• [WORK TO COMPLETE]:
Provide the records once more, identical to the original.

———

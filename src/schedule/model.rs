use serde::{Deserialize, Serialize};
use std::collections::HashSet;

#[derive(Clone, Debug, PartialEq, Eq, Serialize, Deserialize)]
pub struct AnimeEvent {
    pub title: String,
    #[serde(rename = "episode")]
    pub episode_label: String,
    #[serde(rename = "time")]
    pub time_label: String,
    pub timestamp: i64,
    #[serde(rename = "image")]
    pub image_url: String,
}

#[derive(Clone, Debug, PartialEq, Eq, Serialize, Deserialize)]
pub struct ScheduleDay {
    /// Heading text as shown on the page; never parsed into a date.
    #[serde(rename = "day")]
    pub label: String,
    #[serde(rename = "anime")]
    pub events: Vec<AnimeEvent>,
}

pub type Schedule = Vec<ScheduleDay>;

/// Named allow-list of titles.
#[derive(Clone, Debug, PartialEq, Eq)]
pub struct FilterList {
    pub name: String,
    pub titles: HashSet<String>,
}

impl FilterList {
    pub fn new<I, S>(name: impl Into<String>, titles: I) -> Self
    where
        I: IntoIterator<Item = S>,
        S: Into<String>,
    {
        Self {
            name: name.into(),
            titles: titles.into_iter().map(Into::into).collect(),
        }
    }

    pub fn allows(&self, title: &str) -> bool {
        self.titles.contains(title)
    }
}

/// How many days a request wants.
#[derive(Clone, Copy, Debug, PartialEq, Eq)]
pub enum Window {
    FirstDay,
    Full,
}

impl Window {
    pub fn from_full_flag(full: bool) -> Self {
        if full { Window::Full } else { Window::FirstDay }
    }

    pub fn day_limit(&self) -> Option<usize> {
        match self {
            Window::FirstDay => Some(1),
            Window::Full => None,
        }
    }
}
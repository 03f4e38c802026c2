use anyhow::Result;
use async_trait::async_trait;
use futures_util::StreamExt;
use http::{HeaderValue, StatusCode};
use reqwest::Client;
use serde::Serialize;
use thiserror::Error;

use crate::config::ScheduleSourceConfig;

/// Layout blob for `preferences.schedule`: timetable view starting today,
/// release-date ascending, every mark except paused/dropped/skipping.
const SCHEDULE_LAYOUT_PREFERENCES: &str = r#"{"layout":"timetable","start":"today","sort":"release_date","sort_dir":"asc","included_marks":{"completed":true,"rewatching":true,"watching":true,"planning":true,"considering":true,"paused":false,"dropped":false,"skipping":false,"unmarked":true}}"#;

#[derive(Debug, Error)]
pub enum FetchError {
    #[error("Preference cookie is not a valid header value")]
    Preferences,
    #[error("Upstream request failed")]
    Request(#[source] reqwest::Error),
    #[error("Upstream returned {0}")]
    Status(StatusCode),
    #[error("Fetched HTML too large")]
    TooLarge,
}

/// Display preferences sent to the schedule site.
#[derive(Clone, Debug, PartialEq, Eq, Serialize)]
pub struct SchedulePreferences {
    /// IANA zone name, forwarded as given.
    pub time_zone: String,
    pub titles: String,
}

impl SchedulePreferences {
    pub fn new(time_zone: impl Into<String>, titles: impl Into<String>) -> Self {
        Self {
            time_zone: time_zone.into(),
            titles: titles.into(),
        }
    }

    pub fn cookie_header(&self) -> Result<HeaderValue, FetchError> {
        let preferences = serde_json::to_string(self).map_err(|_| FetchError::Preferences)?;
        let cookie =
            format!("preferences={preferences}; preferences.schedule={SCHEDULE_LAYOUT_PREFERENCES}");
        HeaderValue::from_str(&cookie).map_err(|_| FetchError::Preferences)
    }
}

#[async_trait]
pub trait ScheduleSource: Send + Sync {
    /// Raw markup of the schedule page rendered with `preferences`.
    async fn fetch_schedule(&self, preferences: &SchedulePreferences) -> Result<String, FetchError>;
}

/// Fetches the live page over one shared connection pool.
pub struct LivechartSource {
    client: Client,
    url: String,
    max_html_bytes: usize,
}

impl LivechartSource {
    pub fn new(config: &ScheduleSourceConfig) -> Result<Self> {
        let client = Client::builder()
            .timeout(config.timeout)
            .user_agent(config.user_agent.as_str())
            .build()?;
        Ok(Self {
            client,
            url: config.url.clone(),
            max_html_bytes: config.max_html_bytes,
        })
    }
}

#[async_trait]
impl ScheduleSource for LivechartSource {
    async fn fetch_schedule(&self, preferences: &SchedulePreferences) -> Result<String, FetchError> {
        let response = self
            .client
            .get(&self.url)
            .header(reqwest::header::COOKIE, preferences.cookie_header()?)
            .send()
            .await
            .map_err(FetchError::Request)?;

        if !response.status().is_success() {
            return Err(FetchError::Status(response.status()));
        }

        let bytes = read_limited_body(response, self.max_html_bytes).await?;
        Ok(String::from_utf8_lossy(&bytes).to_string())
    }
}

async fn read_limited_body(
    response: reqwest::Response,
    max_bytes: usize,
) -> Result<Vec<u8>, FetchError> {
    if let Some(len) = response.content_length()
        && len as usize > max_bytes
    {
        return Err(FetchError::TooLarge);
    }

    let mut stream = response.bytes_stream();
    let mut buffer: Vec<u8> = Vec::new();
    while let Some(next) = stream.next().await {
        let chunk = next.map_err(FetchError::Request)?;
        if buffer.len() + chunk.len() > max_bytes {
            return Err(FetchError::TooLarge);
        }
        buffer.extend_from_slice(&chunk);
    }
    Ok(buffer)
}

#[cfg(test)]
mod tests {
    use super::*;
    use pretty_assertions::assert_eq;

    #[test]
    fn cookie_carries_both_preference_blobs() {
        let header = SchedulePreferences::new("Europe/Berlin", "english")
            .cookie_header()
            .unwrap();
        let value = header.to_str().unwrap();
        assert!(value.starts_with(
            r#"preferences={"time_zone":"Europe/Berlin","titles":"english"}; preferences.schedule={"layout":"timetable""#
        ));
        assert!(value.contains(r#""paused":false"#));
        assert!(value.ends_with(r#""unmarked":true}}"#));
    }

    #[test]
    fn time_zone_is_passed_through_unvalidated() {
        let header = SchedulePreferences::new("Not/A_Zone", "romaji")
            .cookie_header()
            .unwrap();
        assert!(
            header
                .to_str()
                .unwrap()
                .contains(r#"{"time_zone":"Not/A_Zone","titles":"romaji"}"#)
        );
    }

    #[test]
    fn control_characters_are_rejected() {
        let error = SchedulePreferences::new("Etc/UTC\u{7f}", "english")
            .cookie_header()
            .unwrap_err();
        assert_eq!(error.to_string(), "Preference cookie is not a valid header value");
    }
}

———

• [RESULT FOR THIS EXERCISE]:
filename src/schedule/model.rs
use serde::{Deserialize, Serialize};
use std::collections::HashSet;

#[derive(Clone, Debug, PartialEq, Eq, Serialize, Deserialize)]
pub struct AnimeEvent {
    pub title: String,
    #[serde(rename = "episode")]
    pub episode_label: String,
    #[serde(rename = "time")]
    pub time_label: String,
    pub timestamp: i64,
    #[serde(rename = "image")]
    pub image_url: String,
}

#[derive(Clone, Debug, PartialEq, Eq, Serialize, Deserialize)]
pub struct ScheduleDay {
    /// Heading text as shown on the page; never parsed into a date.
    #[serde(rename = "day")]
    pub label: String,
    #[serde(rename = "anime")]
    pub events: Vec<AnimeEvent>,
}

pub type Schedule = Vec<ScheduleDay>;

/// Named allow-list of titles.
#[derive(Clone, Debug, PartialEq, Eq)]
pub struct FilterList {
    pub name: String,
    pub titles: HashSet<String>,
}

impl FilterList {
    pub fn new<I, S>(name: impl Into<String>, titles: I) -> Self
    where
        I: IntoIterator<Item = S>,
        S: Into<String>,
    {
        Self {
            name: name.into(),
            titles: titles.into_iter().map(Into::into).collect(),
        }
    }

    pub fn allows(&self, title: &str) -> bool {
        self.titles.contains(title)
    }
}

/// How many days a request wants.
#[derive(Clone, Copy, Debug, PartialEq, Eq)]
pub enum Window {
    FirstDay,
    Full,
}

impl Window {
    pub fn from_full_flag(full: bool) -> Self {
        if full { Window::Full } else { Window::FirstDay }
    }

    pub fn day_limit(&self) -> Option<usize> {
        match self {
            Window::FirstDay => Some(1),
            Window::Full => None,
        }
    }
}
repository 03f4e38c802026c2
use anyhow::Result;
use async_trait::async_trait;
use futures_util::StreamExt;
use http::{HeaderValue, StatusCode};
use reqwest::Client;
use serde::Serialize;
use thiserror::Error;

use crate::config::ScheduleSourceConfig;

/// Layout blob for `preferences.schedule`: timetable view starting today,
/// release-date ascending, every mark except paused/dropped/skipping.
const SCHEDULE_LAYOUT_PREFERENCES: &str = r#"{"layout":"timetable","start":"today","sort":"release_date","sort_dir":"asc","included_marks":{"completed":true,"rewatching":true,"watching":true,"planning":true,"considering":true,"paused":false,"dropped":false,"skipping":false,"unmarked":true}}"#;

#[derive(Debug, Error)]
pub enum FetchError {
    #[error("Preference cookie is not a valid header value")]
    Preferences,
    #[error("Upstream request failed")]
    Request(#[source] reqwest::Error),
    #[error("Upstream returned {0}")]
    Status(StatusCode),
    #[error("Fetched HTML too large")]
    TooLarge,
}

/// Display preferences sent to the schedule site.
#[derive(Clone, Debug, PartialEq, Eq, Serialize)]
pub struct SchedulePreferences {
    /// IANA zone name, forwarded as given.
    pub time_zone: String,
    pub titles: String,
}

impl SchedulePreferences {
    pub fn new(time_zone: impl Into<String>, titles: impl Into<String>) -> Self {
        Self {
            time_zone: time_zone.into(),
            titles: titles.into(),
        }
    }

    pub fn cookie_header(&self) -> Result<HeaderValue, FetchError> {
        let preferences = serde_json::to_string(self).map_err(|_| FetchError::Preferences)?;
        let cookie =
            format!("preferences={preferences}; preferences.schedule={SCHEDULE_LAYOUT_PREFERENCES}");
        HeaderValue::from_str(&cookie).map_err(|_| FetchError::Preferences)
    }
}

#[async_trait]
pub trait ScheduleSource: Send + Sync {
    /// Raw markup of the schedule page rendered with `preferences`.
    async fn fetch_schedule(&self, preferences: &SchedulePreferences) -> Result<String, FetchError>;
}

/// Fetches the live page over one shared connection pool.
pub struct LivechartSource {
    client: Client,
    url: String,
    max_html_bytes: usize,
}

impl LivechartSource {
    pub fn new(config: &ScheduleSourceConfig) -> Result<Self> {
        let client = Client::builder()
            .timeout(config.timeout)
            .user_agent(config.user_agent.as_str())
            .build()?;
        Ok(Self {
            client,
            url: config.url.clone(),
            max_html_bytes: config.max_html_bytes,
        })
    }
}

#[async_trait]
impl ScheduleSource for LivechartSource {
    async fn fetch_schedule(&self, preferences: &SchedulePreferences) -> Result<String, FetchError> {
        let response = self
            .client
            .get(&self.url)
            .header(reqwest::header::COOKIE, preferences.cookie_header()?)
            .send()
            .await
            .map_err(FetchError::Request)?;

        if !response.status().is_success() {
            return Err(FetchError::Status(response.status()));
        }

        let bytes = read_limited_body(response, self.max_html_bytes).await?;
        Ok(String::from_utf8_lossy(&bytes).to_string())
    }
}

async fn read_limited_body(
    response: reqwest::Response,
    max_bytes: usize,
) -> Result<Vec<u8>, FetchError> {
    if let Some(len) = response.content_length()
        && len as usize > max_bytes
    {
        return Err(FetchError::TooLarge);
    }

    let mut stream = response.bytes_stream();
    let mut buffer: Vec<u8> = Vec::new();
    while let Some(next) = stream.next().await {
        let chunk = next.map_err(FetchError::Request)?;
        if buffer.len() + chunk.len() > max_bytes {
            return Err(FetchError::TooLarge);
        }
        buffer.extend_from_slice(&chunk);
    }
    Ok(buffer)
}

#[cfg(test)]
mod tests {
    use super::*;
    use pretty_assertions::assert_eq;

    #[test]
    fn cookie_carries_both_preference_blobs() {
        let header = SchedulePreferences::new("Europe/Berlin", "english")
            .cookie_header()
            .unwrap();
        let value = header.to_str().unwrap();
        assert!(value.starts_with(
            r#"preferences={"time_zone":"Europe/Berlin","titles":"english"}; preferences.schedule={"layout":"timetable""#
        ));
        assert!(value.contains(r#""paused":false"#));
        assert!(value.ends_with(r#""unmarked":true}}"#));
    }

    #[test]
    fn time_zone_is_passed_through_unvalidated() {
        let header = SchedulePreferences::new("Not/A_Zone", "romaji")
            .cookie_header()
            .unwrap();
        assert!(
            header
                .to_str()
                .unwrap()
                .contains(r#"{"time_zone":"Not/A_Zone","titles":"romaji"}"#)
        );
    }

    #[test]
    fn control_characters_are_rejected() {
        let error = SchedulePreferences::new("Etc/UTC\u{7f}", "english")
            .cookie_header()
            .unwrap_err();
        assert_eq!(error.to_string(), "Preference cookie is not a valid header value");
    }
}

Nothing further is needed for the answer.